Apr 26, 2021reviewstoolscss

Stylelint is an open-source unopinionated well-tested configurable CSS linter that helps you avoid errors and enforce conventions in your styles, powered by PostCSS, and inspired by the best features of scss-lint and ESLint.

A linter is a tool that analyzes source code to flag programming errors, bugs, stylistic errors, and suspicious constructs. You can use a linter with a pretty printer and a validator.

We have many JavaScript code linters, but not so fortunate with CSS when stylelint has been the best and only mature option for years. Its goal is to provide a core set of rules and a pluggable framework that CSS authors can use to enforce their own strategies.

Key features

According to official documentation, stylelint has following key features:

  • Understands the latest CSS syntax (custom properties, level 4 selectors) and CSS-like syntaxes (SCSS, Sass, Less, SugarSS)
  • Can extract embedded styles from HTML, markdown, CSS-in-JS object, and template literals
  • Has over 170 built-in rules to catch errors, apply limits and enforce stylistic conventions
  • Supports plugins so you can create your own rules or make use of plugins written by the community
  • Automatically fixes the majority of stylistic violations
  • Flexible integrations including standalone CLI, Node.js API, PostCSS plugin, editors’ plugins, task runners’ plugins, or even git hook.

Built-in rules

Stylelint has a rich set of built-in rules that apply to standard CSS syntax only, many of them can be automatically fixed where possible.
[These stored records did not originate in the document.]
pub mod json_api;


pub use json_api::{
    batch_valuate_json, predict_json, BatchValuationRequest, BatchValuationResponse,
    PredictionResponse,
};
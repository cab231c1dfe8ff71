//! # Analyzer Configuration
//!
//! Runtime options for the valuation engine and the analytics engines.
//! Everything has a sensible default so the core runs with no config file;
//! a JSON override can be supplied through `CRE_CONFIG_PATH`.

use serde::{Deserialize, Serialize};
use std::path::PathBuf;
use std::{env, fs};

use crate::error::{CoreError, Result};

/// Environment variable naming a JSON config file to load at startup.
pub const CONFIG_PATH_ENV: &str = "CRE_CONFIG_PATH";

/// Lower bound for the trend window, in days.
pub const TREND_WINDOW_MIN_DAYS: i64 = 7;
/// Upper bound for the trend window, in days.
pub const TREND_WINDOW_MAX_DAYS: i64 = 365;

#[derive(Debug, Clone, Serialize, Deserialize)]
#[serde(default)]
pub struct AnalyzerConfig {
    /// Directory holding the trained model artifacts
    /// (`price_model.json`, `encoder.json`, `scaler.json`).
    pub model_path: PathBuf,

    /// Deviation below which a listing is priced `below_market`.
    pub price_below_market_threshold: f64,

    /// Deviation above which a listing is priced `above_market`.
    pub price_above_market_threshold: f64,

    /// Angular grid cell size for the price heatmap, in degrees (~1km at 0.01).
    pub heatmap_grid_size: f64,

    /// Default trailing window for price trends, in days.
    pub trend_window_days: i64,

    /// Confidence reported by the trained-model strategy. A fixed constant
    /// rather than a computed statistic; see the valuation engine docs.
    pub model_confidence: f64,

    /// Comparable-listings count reported by the trained-model strategy.
    /// Placeholder until a real corpus lookup is wired in.
    pub model_comparable_count: u32,
}

impl Default for AnalyzerConfig {
    fn default() -> Self {
        Self {
            model_path: PathBuf::from("./ml/models"),
            price_below_market_threshold: -0.10,
            price_above_market_threshold: 0.10,
            heatmap_grid_size: 0.01,
            trend_window_days: 90,
            model_confidence: 0.85,
            model_comparable_count: 50,
        }
    }
}

impl AnalyzerConfig {
    pub fn from_json(json: &str) -> Result<Self> {
        let config: AnalyzerConfig = serde_json::from_str(json)?;
        config.validate()?;
        Ok(config)
    }

    /// Load config from the file named by `CRE_CONFIG_PATH`, or defaults
    /// when the variable is unset or empty.
    pub fn from_env() -> Result<Self> {
        let Ok(path) = env::var(CONFIG_PATH_ENV) else {
            return Ok(Self::default());
        };

        let path = path.trim();
        if path.is_empty() {
            return Ok(Self::default());
        }

        let content = fs::read_to_string(path).map_err(|e| {
            CoreError::InvalidParameter(format!(
                "failed to read config from {CONFIG_PATH_ENV}='{path}': {e}"
            ))
        })?;

        let config = Self::from_json(&content)?;
        log::info!("Loaded analyzer config from {}", path);
        Ok(config)
    }

    pub fn validate(&self) -> Result<()> {
        if self.price_below_market_threshold >= self.price_above_market_threshold {
            return Err(CoreError::InvalidParameter(format!(
                "below threshold ({}) must be less than above threshold ({})",
                self.price_below_market_threshold, self.price_above_market_threshold
            )));
        }
        if self.heatmap_grid_size <= 0.0 {
            return Err(CoreError::InvalidParameter(format!(
                "heatmap grid size must be positive, got {}",
                self.heatmap_grid_size
            )));
        }
        if !(TREND_WINDOW_MIN_DAYS..=TREND_WINDOW_MAX_DAYS).contains(&self.trend_window_days) {
            return Err(CoreError::InvalidParameter(format!(
                "trend window must be {}..={} days, got {}",
                TREND_WINDOW_MIN_DAYS, TREND_WINDOW_MAX_DAYS, self.trend_window_days
            )));
        }
        if !(0.0..=1.0).contains(&self.model_confidence) {
            return Err(CoreError::InvalidParameter(format!(
                "model confidence must be in [0,1], got {}",
                self.model_confidence
            )));
        }
        Ok(())
    }
}
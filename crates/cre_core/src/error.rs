use thiserror::Error;

#[derive(Error, Debug)]
pub enum CoreError {
    #[error("IO error: {0}")]
    Io(#[from] std::io::Error),

    #[error("Model artifact error: {0}")]
    Artifact(String),

    #[error("Invalid parameter: {0}")]
    InvalidParameter(String),

    #[error("Not found: {0}")]
    NotFound(String),

    #[error("Serialization error: {0}")]
    Serialization(String),

    #[error("Deserialization error: {0}")]
    Deserialization(String),
}

impl From<serde_json::Error> for CoreError {
    fn from(err: serde_json::Error) -> Self {
        if err.is_data() || err.is_syntax() || err.is_eof() {
            CoreError::Deserialization(err.to_string())
        } else {
            CoreError::Serialization(err.to_string())
        }
    }
}

pub type Result<T> = std::result::Result<T, CoreError>;
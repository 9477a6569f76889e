//! API handler modules

use std::any::Any;

use axum::{
    body::Body,
    http::{Response, StatusCode},
    response::IntoResponse,
    routing::{get, post},
    Json, Router,
};
use utoipa::OpenApi;

use crate::{
    domain::communication::mailer::Mailer,
    infrastructure::http::{errors::ErrorResponse, open_api::ApiDocs, state::AppState},
};

pub mod diagnostics;
pub mod docs;
pub mod email;

/// Routes served under `/api`
pub fn api_router<M: Mailer>() -> Router<AppState<M>> {
    Router::new()
        .route("/email/send", post(email::send::handler::<M>))
        .route(
            "/test/send-test-email",
            post(diagnostics::send_test_email::handler::<M>),
        )
        .route(
            "/test/service-info",
            get(diagnostics::service_info::handler::<M>),
        )
}

/// Documentation routes
pub fn docs_router<M: Mailer>() -> Router<AppState<M>> {
    Router::new()
        .route("/", get(docs::handler))
        .route("/openapi.json", get(Json(ApiDocs::openapi())))
}

/// Catch panics and return a 500 error
pub fn panic_handler(err: Box<dyn Any + Send + 'static>) -> Response<Body> {
    let details = if let Some(s) = err.downcast_ref::<String>() {
        s.clone()
    } else if let Some(s) = err.downcast_ref::<&str>() {
        s.to_string()
    } else {
        "Unknown panic".to_string()
    };

    let error = ErrorResponse {
        message: "Internal server error".to_string(),
        error: Some(details),
    };

    (StatusCode::INTERNAL_SERVER_ERROR, Json(error)).into_response()
}
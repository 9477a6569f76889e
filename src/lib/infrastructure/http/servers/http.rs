//! The application's HTTP server.

use std::net::{SocketAddr, TcpListener};

use anyhow::{Context, Result};
use axum::{async_trait, extract::State, http::Uri, response::Redirect, Router};
use axum_server::Handle;
use tracing::{debug, info};

use crate::infrastructure::http::{shutdown_signal, Server};

/// The application's HTTP server
#[derive(Debug)]
pub struct HttpServer {
    router: Router,
    listener: TcpListener,
}

impl HttpServer {
    /// Returns a new HTTP server serving `router` on `address`.
    pub fn new(address: SocketAddr, router: Router) -> Result<Self> {
        let listener = TcpListener::bind(address)
            .with_context(|| format!("failed to listen on {address}"))?;

        listener
            .set_nonblocking(true)
            .context("failed to configure listener")?;

        Ok(Self { router, listener })
    }
}

#[async_trait]
impl Server for HttpServer {
    /// Runs the HTTP server.
    #[mutants::skip]
    async fn run(self) -> Result<()> {
        debug!(
            "HTTP Server listening on {}",
            self.listener
                .local_addr()
                .context("failed to get local address")?
        );

        let handle = Handle::new();

        let server = axum_server::from_tcp(self.listener)
            .handle(handle.clone())
            .serve(self.router.into_make_service());

        tokio::select! {
            result = server => result.context("server error")?,
            _ = shutdown_signal(Some(handle)) => {
                info!("Shutting down HTTP server");
            }
        }

        Ok(())
    }
}

/// Redirects to the same path and query under `base_url`
async fn redirect_handler(State(base_url): State<String>, uri: Uri) -> Redirect {
    let path = uri.path_and_query().map(|p| p.as_str()).unwrap_or("/");
    let target = format!("{}{}", base_url.trim_end_matches('/'), path);

    debug!("redirecting to HTTPS: {}", target);

    Redirect::temporary(&target)
}

/// Create a router that sends every request to `base_url`
pub fn redirect_router(base_url: String) -> Router {
    Router::new()
        .fallback(redirect_handler)
        .with_state(base_url)
}
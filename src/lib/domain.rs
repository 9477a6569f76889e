//! Domain types and traits

pub mod communication;
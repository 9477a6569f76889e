//! Send test email handler

use axum::{
    extract::{Query, State},
    http::StatusCode,
    Json,
};
use chrono::{DateTime, Utc};
use serde::{Deserialize, Serialize};
use tracing::error;
use utoipa::ToSchema;

use crate::{
    domain::communication::mailer::{EmailRequest, Mailer},
    infrastructure::http::state::AppState,
};

/// Subject of the canned test email
pub const TEST_EMAIL_SUBJECT: &str = "Test Email from Email Server";

/// Query parameters
#[derive(Debug, Deserialize)]
#[serde(rename_all = "camelCase")]
pub struct SendTestEmailParams {
    #[serde(default = "default_recipient")]
    recipient_email: String,
}

fn default_recipient() -> String {
    "recipient@example.com".to_string()
}

/// Where and when the test email went
#[derive(Debug, Serialize, Deserialize, ToSchema)]
#[serde(rename_all = "camelCase")]
pub struct TestEmailDetails {
    #[schema(example = "recipient@example.com")]
    to: String,
    sent_at: DateTime<Utc>,
}

/// Send test email response body
#[derive(Debug, Serialize, Deserialize, ToSchema)]
pub struct SendTestEmailResponse {
    success: bool,

    #[schema(example = "Test email sent successfully!")]
    message: String,

    #[serde(default, skip_serializing_if = "Option::is_none")]
    details: Option<TestEmailDetails>,

    #[serde(default, skip_serializing_if = "Option::is_none")]
    error: Option<String>,
}

/// Send a canned HTML email to check the SMTP setup
#[utoipa::path(
    post,
    operation_id = "send_test_email",
    tag = "Test",
    path = "/api/test/send-test-email",
    params(
        ("recipientEmail" = Option<String>, Query, description = "The recipient of the test email", example = "recipient@example.com"),
    ),
    responses(
        (status = StatusCode::OK, description = "Test email sent", body = SendTestEmailResponse),
        (status = StatusCode::INTERNAL_SERVER_ERROR, description = "Delivery failed", body = SendTestEmailResponse, example = json!({ "success": false, "message": "Failed to send test email", "error": "Could not connect to the SMTP server: Connection refused" })),
    )
)]
pub async fn handler<M: Mailer>(
    State(state): State<AppState<M>>,
    Query(params): Query<SendTestEmailParams>,
) -> (StatusCode, Json<SendTestEmailResponse>) {
    let email = test_email(&params.recipient_email, Utc::now());

    match state.mailer.send_email(&email).await {
        Ok(()) => (
            StatusCode::OK,
            Json(SendTestEmailResponse {
                success: true,
                message: "Test email sent successfully!".to_string(),
                details: Some(TestEmailDetails {
                    to: params.recipient_email,
                    sent_at: Utc::now(),
                }),
                error: None,
            }),
        ),
        Err(err) => {
            error!(error = %err, "error sending test email");

            (
                StatusCode::INTERNAL_SERVER_ERROR,
                Json(SendTestEmailResponse {
                    success: false,
                    message: "Failed to send test email".to_string(),
                    details: None,
                    error: Some(err.to_string()),
                }),
            )
        }
    }
}

fn test_email(recipient: &str, now: DateTime<Utc>) -> EmailRequest {
    EmailRequest {
        to: recipient.to_string(),
        subject: TEST_EMAIL_SUBJECT.to_string(),
        body: format!(
            "<h1>Hello from Email Server!</h1>\
             <p>This is a <strong>test email</strong> sent from our email service.</p>\
             <p>Current time: {}</p>",
            now.format("%A, %B %-d, %Y %H:%M:%S UTC")
        ),
        is_html: true,
        ..Default::default()
    }
}
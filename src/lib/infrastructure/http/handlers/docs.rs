//! API documentation.

use axum::response::Html;

/// Stoplight API documentation.
pub async fn handler() -> Html<&'static str> {
    Html(
        r#"
<html lang="en">
<head>
    <title>Email Server API</title>
    <script src="https://unpkg.com/@stoplight/elements/web-components.min.js"></script>
    <link rel="stylesheet" href="https://unpkg.com/@stoplight/elements/styles.min.css">
</head>
<body>
    <main role="main">
        <elements-api apiDescriptionUrl="/openapi.json" router="hash" />
    </main>
</body>
</html>
"#,
    )
}
//! Scripted in-process SMTP server for dispatcher tests

use std::{
    io,
    sync::{Arc, Mutex},
};

use tokio::{
    io::{AsyncBufReadExt, AsyncWriteExt, BufReader},
    net::{TcpListener, TcpStream},
    task::JoinHandle,
};

/// How the test server answers
#[derive(Clone, Debug, Default)]
pub struct SmtpScript {
    /// Extensions advertised in the EHLO reply
    pub capabilities: Vec<String>,

    /// Answer `AUTH` with 535
    pub reject_auth: bool,

    /// Answer `RCPT TO` with 550
    pub reject_recipients: bool,
}

#[derive(Debug, Default)]
struct Transcript {
    sessions: usize,
    commands: Vec<String>,
    messages: Vec<String>,
}

/// An SMTP server on an ephemeral localhost port that records every session
#[derive(Debug)]
pub struct TestSmtpServer {
    port: u16,
    transcript: Arc<Mutex<Transcript>>,
    task: JoinHandle<()>,
}

impl TestSmtpServer {
    /// Binds the listener and starts accepting connections
    pub async fn start(script: SmtpScript) -> io::Result<Self> {
        let listener = TcpListener::bind("127.0.0.1:0").await?;
        let port = listener.local_addr()?.port();
        let transcript = Arc::new(Mutex::new(Transcript::default()));

        let task = tokio::spawn({
            let transcript = transcript.clone();

            async move {
                while let Ok((stream, _)) = listener.accept().await {
                    transcript.lock().unwrap().sessions += 1;

                    // a broken session is visible in the transcript
                    let _ = session(stream, &script, &transcript).await;
                }
            }
        });

        Ok(Self {
            port,
            transcript,
            task,
        })
    }

    /// The port the server listens on
    pub fn port(&self) -> u16 {
        self.port
    }

    /// Every command received, in order, across all sessions
    pub fn commands(&self) -> Vec<String> {
        self.transcript.lock().unwrap().commands.clone()
    }

    /// The raw content of every accepted message
    pub fn messages(&self) -> Vec<String> {
        self.transcript.lock().unwrap().messages.clone()
    }

    /// The number of connections accepted
    pub fn sessions(&self) -> usize {
        self.transcript.lock().unwrap().sessions
    }
}

impl Drop for TestSmtpServer {
    fn drop(&mut self) {
        self.task.abort();
    }
}

async fn session(
    stream: TcpStream,
    script: &SmtpScript,
    transcript: &Mutex<Transcript>,
) -> io::Result<()> {
    let (reader, mut writer) = stream.into_split();
    let mut lines = BufReader::new(reader).lines();

    writer.write_all(b"220 localhost ESMTP test\r\n").await?;

    while let Some(line) = lines.next_line().await? {
        transcript.lock().unwrap().commands.push(line.clone());

        let verb = line
            .split_whitespace()
            .next()
            .unwrap_or_default()
            .to_ascii_uppercase();

        let reply = match verb.as_str() {
            "EHLO" | "HELO" => ehlo_reply(&script.capabilities),
            "AUTH" if script.reject_auth => "535 5.7.8 Authentication credentials invalid\r\n".into(),
            "AUTH" => "235 2.7.0 Authentication successful\r\n".into(),
            "STARTTLS" => "454 4.7.0 TLS not available\r\n".into(),
            "RCPT" if script.reject_recipients => "550 5.1.1 No such user\r\n".into(),
            "MAIL" | "RCPT" | "RSET" | "NOOP" => "250 2.0.0 OK\r\n".into(),
            "DATA" => {
                writer.write_all(b"354 End data with <CR><LF>.<CR><LF>\r\n").await?;

                let mut message = Vec::new();
                while let Some(line) = lines.next_line().await? {
                    if line == "." {
                        break;
                    }
                    message.push(line);
                }
                transcript.lock().unwrap().messages.push(message.join("\r\n"));

                "250 2.0.0 Queued\r\n".into()
            }
            "QUIT" => {
                writer.write_all(b"221 2.0.0 Bye\r\n").await?;
                break;
            }
            _ => "502 5.5.2 Command not recognized\r\n".to_string(),
        };

        writer.write_all(reply.as_bytes()).await?;
    }

    Ok(())
}

fn ehlo_reply(capabilities: &[String]) -> String {
    let lines: Vec<&str> = std::iter::once("localhost")
        .chain(capabilities.iter().map(String::as_str))
        .collect();

    lines
        .iter()
        .enumerate()
        .map(|(i, line)| {
            let separator = if i + 1 == lines.len() { ' ' } else { '-' };
            format!("250{separator}{line}\r\n")
        })
        .collect()
}
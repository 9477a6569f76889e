//! SMTP mailer implementation

use std::{fmt, time::Duration};

use async_trait::async_trait;
use clap::{builder::NonEmptyStringValueParser, ArgAction, Parser};
use lettre::{
    message::{header::ContentType, Mailbox, MessageBuilder},
    transport::smtp::{
        authentication::Credentials,
        client::{Tls, TlsParameters},
        Error as SmtpError,
    },
    Address, AsyncSmtpTransport, AsyncTransport, Message, Tokio1Executor,
};
use tracing::{debug, info};

use crate::domain::communication::{
    email_addresses::EmailAddress,
    mailer::{EmailBody, EmailRequest, Mailer, MailerError},
};

/// Reply codes the server uses to refuse authentication
const AUTHENTICATION_FAILURE_CODES: [&str; 4] = ["530", "534", "535", "538"];

/// Reply code for a refused STARTTLS upgrade
const TLS_UNAVAILABLE_CODE: &str = "454";

/// SMTP configuration
#[derive(Clone, Parser)]
pub struct SMTPConfig {
    /// The SMTP host
    #[arg(long = "smtp-server", env = "SMTP_SERVER", value_parser = NonEmptyStringValueParser::new())]
    pub smtp_server: String,

    /// The SMTP port
    #[arg(long = "smtp-port", env = "SMTP_PORT", default_value_t = 587)]
    pub port: u16,

    /// The SMTP username
    #[arg(long = "smtp-username", env = "SMTP_USERNAME")]
    pub username: Option<String>,

    /// The SMTP password
    #[arg(long = "smtp-password", env = "SMTP_PASSWORD")]
    pub password: Option<String>,

    /// The sender display name
    #[arg(long = "smtp-from-name", env = "SMTP_FROM_NAME", value_parser = NonEmptyStringValueParser::new())]
    pub from_name: String,

    /// The sender email address
    #[arg(long = "smtp-from-email", env = "SMTP_FROM_EMAIL", value_parser = NonEmptyStringValueParser::new())]
    pub from_email: String,

    /// Upgrade the connection with STARTTLS
    #[arg(long = "smtp-use-ssl", env = "SMTP_USE_SSL", default_value_t = true, action = ArgAction::Set)]
    pub use_ssl: bool,

    /// Fail instead of continuing in cleartext when the server does not offer STARTTLS
    #[arg(long = "smtp-require-tls", env = "SMTP_REQUIRE_TLS", default_value_t = false, action = ArgAction::Set)]
    pub require_tls: bool,

    /// Verify the server certificate and hostname
    #[arg(long = "smtp-verify-certificates", env = "SMTP_VERIFY_CERTIFICATES", default_value_t = false, action = ArgAction::Set)]
    pub verify_certificates: bool,

    /// Connection and command timeout in seconds
    #[arg(long = "smtp-timeout-secs", env = "SMTP_TIMEOUT_SECS", default_value_t = 60)]
    pub timeout_secs: u64,
}

impl fmt::Debug for SMTPConfig {
    fn fmt(&self, f: &mut fmt::Formatter<'_>) -> fmt::Result {
        f.debug_struct("SMTPConfig")
            .field("smtp_server", &self.smtp_server)
            .field("port", &self.port)
            .field("username", &self.username)
            .field("password", &self.password.as_ref().map(|_| "********"))
            .field("from_name", &self.from_name)
            .field("from_email", &self.from_email)
            .field("use_ssl", &self.use_ssl)
            .field("require_tls", &self.require_tls)
            .field("verify_certificates", &self.verify_certificates)
            .field("timeout_secs", &self.timeout_secs)
            .finish()
    }
}

/// How the SMTP connection is secured
#[derive(Clone, Copy, Debug, PartialEq, Eq)]
pub enum TransportSecurity {
    /// Plain connection, STARTTLS is never issued
    None,

    /// Cleartext connection upgraded with STARTTLS before authenticating
    StartTls {
        /// Abort when the server does not offer STARTTLS
        required: bool,

        /// Check the server certificate and hostname
        verify_certificates: bool,
    },
}

/// SMTP mailer
#[derive(Debug, Clone)]
pub struct SMTPMailer {
    config: SMTPConfig,
    sender: Mailbox,
}

impl SMTPMailer {
    /// Create a new SMTP mailer, validating the sender identity
    pub fn new(config: SMTPConfig) -> Result<Self, MailerError> {
        let address = parse_address(config.from_email.trim())?;
        let name = Some(config.from_name.clone()).filter(|name| !name.trim().is_empty());

        Ok(Self {
            sender: Mailbox::new(name, address),
            config,
        })
    }

    /// Builds the MIME message for `request`.
    ///
    /// Recipients carry no display name. Exactly one body part is emitted,
    /// `text/html` or `text/plain` depending on the request.
    pub fn compose(&self, request: &EmailRequest) -> Result<Message, MailerError> {
        let recipients = request.recipients()?;

        if recipients.to.is_empty() {
            return Err(MailerError::NoRecipients);
        }

        let mut builder = Message::builder()
            .from(self.sender.clone())
            .subject(request.subject.clone());

        for address in &recipients.to {
            builder = builder.to(mailbox(address)?);
        }

        for address in &recipients.cc {
            builder = builder.cc(mailbox(address)?);
        }

        for address in &recipients.bcc {
            builder = builder.bcc(mailbox(address)?);
        }

        with_body(builder, request.body())
            .map_err(|err| MailerError::InvalidMessage(err.to_string()))
    }

    /// The transport security applied to each connection
    pub fn security(&self) -> TransportSecurity {
        if self.config.use_ssl {
            TransportSecurity::StartTls {
                required: self.config.require_tls,
                verify_certificates: self.config.verify_certificates,
            }
        } else {
            TransportSecurity::None
        }
    }

    /// Credentials to authenticate with, when both username and password are set
    pub fn credentials(&self) -> Option<Credentials> {
        let username = self.config.username.as_deref().unwrap_or_default();
        let password = self.config.password.as_deref().unwrap_or_default();

        if username.is_empty() || password.is_empty() {
            return None;
        }

        Some(Credentials::new(username.to_string(), password.to_string()))
    }

    /// Builds a single-use transport; pooling is compiled out, so each send
    /// opens a connection and closes it with `QUIT` once the message is accepted.
    fn transport(&self) -> Result<AsyncSmtpTransport<Tokio1Executor>, MailerError> {
        let mut builder =
            AsyncSmtpTransport::<Tokio1Executor>::builder_dangerous(self.config.smtp_server.as_str())
                .port(self.config.port)
                .timeout(Some(Duration::from_secs(self.config.timeout_secs)));

        if let TransportSecurity::StartTls {
            required,
            verify_certificates,
        } = self.security()
        {
            let parameters = TlsParameters::builder(self.config.smtp_server.clone())
                .dangerous_accept_invalid_certs(!verify_certificates)
                .dangerous_accept_invalid_hostnames(!verify_certificates)
                .build()
                .map_err(|err| MailerError::Transport(err.to_string()))?;

            builder = builder.tls(if required {
                Tls::Required(parameters)
            } else {
                Tls::Opportunistic(parameters)
            });
        }

        if let Some(credentials) = self.credentials() {
            builder = builder.credentials(credentials);
        }

        Ok(builder.build())
    }
}

#[async_trait]
impl Mailer for SMTPMailer {
    async fn send_email(&self, request: &EmailRequest) -> Result<(), MailerError> {
        let message = self.compose(request)?;
        let recipients = message.envelope().to().len();

        debug!(
            host = %self.config.smtp_server,
            port = self.config.port,
            security = ?self.security(),
            authenticated = self.credentials().is_some(),
            recipients,
            "dispatching email"
        );

        let transport = self.transport()?;
        transport
            .send(message)
            .await
            .map_err(|err| classify(err, self.security()))?;

        info!(recipients, subject = %request.subject, "email handed off to SMTP server");

        Ok(())
    }
}

fn with_body(
    builder: MessageBuilder,
    body: EmailBody<'_>,
) -> Result<Message, lettre::error::Error> {
    match body {
        EmailBody::Html(html) => builder.header(ContentType::TEXT_HTML).body(html.to_string()),
        EmailBody::Plain(text) => builder.header(ContentType::TEXT_PLAIN).body(text.to_string()),
    }
}

fn parse_address(raw: &str) -> Result<Address, MailerError> {
    raw.parse()
        .map_err(|_| MailerError::InvalidAddress(raw.to_string()))
}

fn mailbox(address: &EmailAddress) -> Result<Mailbox, MailerError> {
    Ok(Mailbox::new(None, parse_address(address.as_str())?))
}

/// Maps a transport error to the session stage that produced it.
///
/// With STARTTLS enabled a 454 reply is a refused upgrade. A temporary AUTH
/// failure sent with the same code lands there too.
fn classify(err: SmtpError, security: TransportSecurity) -> MailerError {
    let cause = err.to_string();
    let code = err.status().map(|code| code.to_string());

    match code.as_deref() {
        Some(TLS_UNAVAILABLE_CODE) if security != TransportSecurity::None => {
            MailerError::Transport(cause)
        }
        Some(code) if AUTHENTICATION_FAILURE_CODES.contains(&code) => {
            MailerError::Authentication(cause)
        }
        Some(_) => MailerError::Rejected(cause),
        None => MailerError::Transport(cause),
    }
}
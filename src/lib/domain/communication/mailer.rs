//! Mailer module

mod errors;
mod message;

use async_trait::async_trait;

#[cfg(test)]
use mockall::mock;

pub use errors::MailerError;
pub use message::{EmailBody, EmailRequest, Recipients};

/// Delivers outbound email
#[async_trait]
pub trait Mailer: Clone + Send + Sync + 'static {
    /// Sends a single email.
    ///
    /// # Arguments
    /// * `request` - The [`EmailRequest`] describing the message.
    ///
    /// # Returns
    /// [`Ok`] once the upstream server has accepted the message, or an [`Err`]
    /// containing a [`MailerError`] naming the stage that failed.
    async fn send_email(&self, request: &EmailRequest) -> Result<(), MailerError>;
}

#[cfg(test)]
mock! {
    pub Mailer {}

    impl Clone for Mailer {
        fn clone(&self) -> Self;
    }

    #[async_trait]
    impl Mailer for Mailer {
        async fn send_email(&self, request: &EmailRequest) -> Result<(), MailerError>;
    }
}
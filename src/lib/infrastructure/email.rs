//! Email delivery adapters

pub mod smtp;

#[cfg(test)]
mod test_server;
In contrast to community plugin might support a particular methodology or toolset, or apply to non-standard constructs and features, or be for specific use cases.

All built-in rules are grouped first by the following categories:

  • Detect possible errors: Provide rules to catch code that is valid but likely has unintended consequences (invalid hex colors, duplicate font family names, invalid named grid areas, unknown units, unknown properties, empty blocks, etc.)
  • Limit language features: Provide rules to limit what language features can be used to enforce (value notation, hex colors, font weights, allowed functions, allowed URL schemes, value units, etc.)
  • Enforce stylistic conventions: Provide rules to enforce a diverse range of stylistic convention including whitespace, case, quotes (lowercase or uppercase for hex colors, trailing zeros in numbers, double quotes around strings, etc.)